(Stored items)
^^^^

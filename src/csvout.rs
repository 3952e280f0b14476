//! CSV persistence for timesheet reports.
//!
//! One timestamped file per call; group columns first (billing codes when
//! coded, client/project names otherwise), then one column per calendar day
//! in ascending order.

use std::path::{Path, PathBuf};

use anyhow::{Context, Result};
use chrono::{DateTime, Local};

use crate::model::TimesheetReport;

/// The effective "now" given an optional override; keeps file naming
/// deterministic in tests.
pub fn effective_now(override_now: Option<DateTime<Local>>) -> DateTime<Local> {
  override_now.unwrap_or_else(Local::now)
}

fn format_hours(h: f64) -> String {
  format!("{:.2}", h)
}

/// Write `report` into `dir` as `timesheet-YYYYmmdd-HHMMSS.csv` and return
/// the path. The directory is created if needed.
pub fn save_timesheet(
  report: &TimesheetReport,
  dir: &Path,
  now_opt: Option<DateTime<Local>>,
) -> Result<PathBuf> {
  std::fs::create_dir_all(dir).with_context(|| format!("creating {}", dir.display()))?;

  let now = effective_now(now_opt);
  let path = dir.join(format!("timesheet-{}.csv", now.format("%Y%m%d-%H%M%S")));
  let mut writer = csv::Writer::from_path(&path).with_context(|| format!("creating {}", path.display()))?;

  match report {
    TimesheetReport::Plain(sheet) => {
      let mut header = vec!["client".to_string(), "project".to_string()];
      header.extend(sheet.dates.iter().map(|d| d.to_string()));
      writer.write_record(&header)?;

      for row in &sheet.rows {
        let mut record = vec![row.client.clone(), row.project.clone()];
        record.extend(row.hours.iter().copied().map(format_hours));
        writer.write_record(&record)?;
      }
    }
    TimesheetReport::Coded(sheet) => {
      let mut header = vec![
        "client_code".to_string(),
        "project_code".to_string(),
        "task_code".to_string(),
      ];
      header.extend(sheet.dates.iter().map(|d| d.to_string()));
      writer.write_record(&header)?;

      for row in &sheet.rows {
        let mut record = vec![row.client_code.clone(), row.project_code.clone(), row.task_code.clone()];
        record.extend(row.hours.iter().copied().map(format_hours));
        writer.write_record(&record)?;
      }
    }
  }

  writer.flush()?;
  Ok(path)
}

#[cfg(test)]
mod tests {
  use super::*;
  use crate::model::{CodedRow, CodedTimesheet, PivotedTimesheet, TimesheetRow};
  use chrono::{NaiveDate, TimeZone};

  fn dates() -> Vec<NaiveDate> {
    vec![
      NaiveDate::from_ymd_opt(2024, 1, 1).unwrap(),
      NaiveDate::from_ymd_opt(2024, 1, 2).unwrap(),
    ]
  }

  fn fixed_now() -> DateTime<Local> {
    Local.with_ymd_and_hms(2024, 2, 1, 12, 0, 0).single().unwrap()
  }

  #[test]
  fn coded_csv_has_code_columns_then_dates() {
    let report = TimesheetReport::Coded(CodedTimesheet {
      dates: dates(),
      rows: vec![CodedRow {
        client_code: "C00008".into(),
        project_code: "P00758".into(),
        task_code: "2621".into(),
        hours: vec![1.5, 0.25],
      }],
    });

    let td = tempfile::TempDir::new().unwrap();
    let path = save_timesheet(&report, td.path(), Some(fixed_now())).unwrap();
    assert_eq!(path.file_name().unwrap(), "timesheet-20240201-120000.csv");

    let text = std::fs::read_to_string(&path).unwrap();
    let mut lines = text.lines();
    assert_eq!(
      lines.next().unwrap(),
      "client_code,project_code,task_code,2024-01-01,2024-01-02"
    );
    assert_eq!(lines.next().unwrap(), "C00008,P00758,2621,1.50,0.25");
    assert!(lines.next().is_none());
  }

  #[test]
  fn plain_csv_uses_group_names() {
    let report = TimesheetReport::Plain(PivotedTimesheet {
      dates: dates(),
      rows: vec![TimesheetRow {
        client: "Acme Corp".into(),
        project: "Operations".into(),
        hours: vec![0.0, 8.0],
      }],
    });

    let td = tempfile::TempDir::new().unwrap();
    let path = save_timesheet(&report, td.path(), Some(fixed_now())).unwrap();

    let text = std::fs::read_to_string(&path).unwrap();
    assert!(text.starts_with("client,project,2024-01-01,2024-01-02\n"));
    assert!(text.contains("Acme Corp,Operations,0.00,8.00"));
  }

  #[test]
  fn empty_sheet_writes_header_only() {
    let report = TimesheetReport::Plain(PivotedTimesheet {
      dates: dates(),
      rows: Vec::new(),
    });

    let td = tempfile::TempDir::new().unwrap();
    let path = save_timesheet(&report, td.path(), Some(fixed_now())).unwrap();
    let text = std::fs::read_to_string(&path).unwrap();
    assert_eq!(text.lines().count(), 1);
  }

  #[test]
  fn target_directory_is_created() {
    let td = tempfile::TempDir::new().unwrap();
    let nested = td.path().join("reports/out");
    let report = TimesheetReport::Plain(PivotedTimesheet {
      dates: dates(),
      rows: Vec::new(),
    });
    let path = save_timesheet(&report, &nested, Some(fixed_now())).unwrap();
    assert!(path.exists());
  }
}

^^^^

--- Task item ---
Using the data above, tally each line that has the string "Result" and report only the sum.

--- Response to this exercise ---
2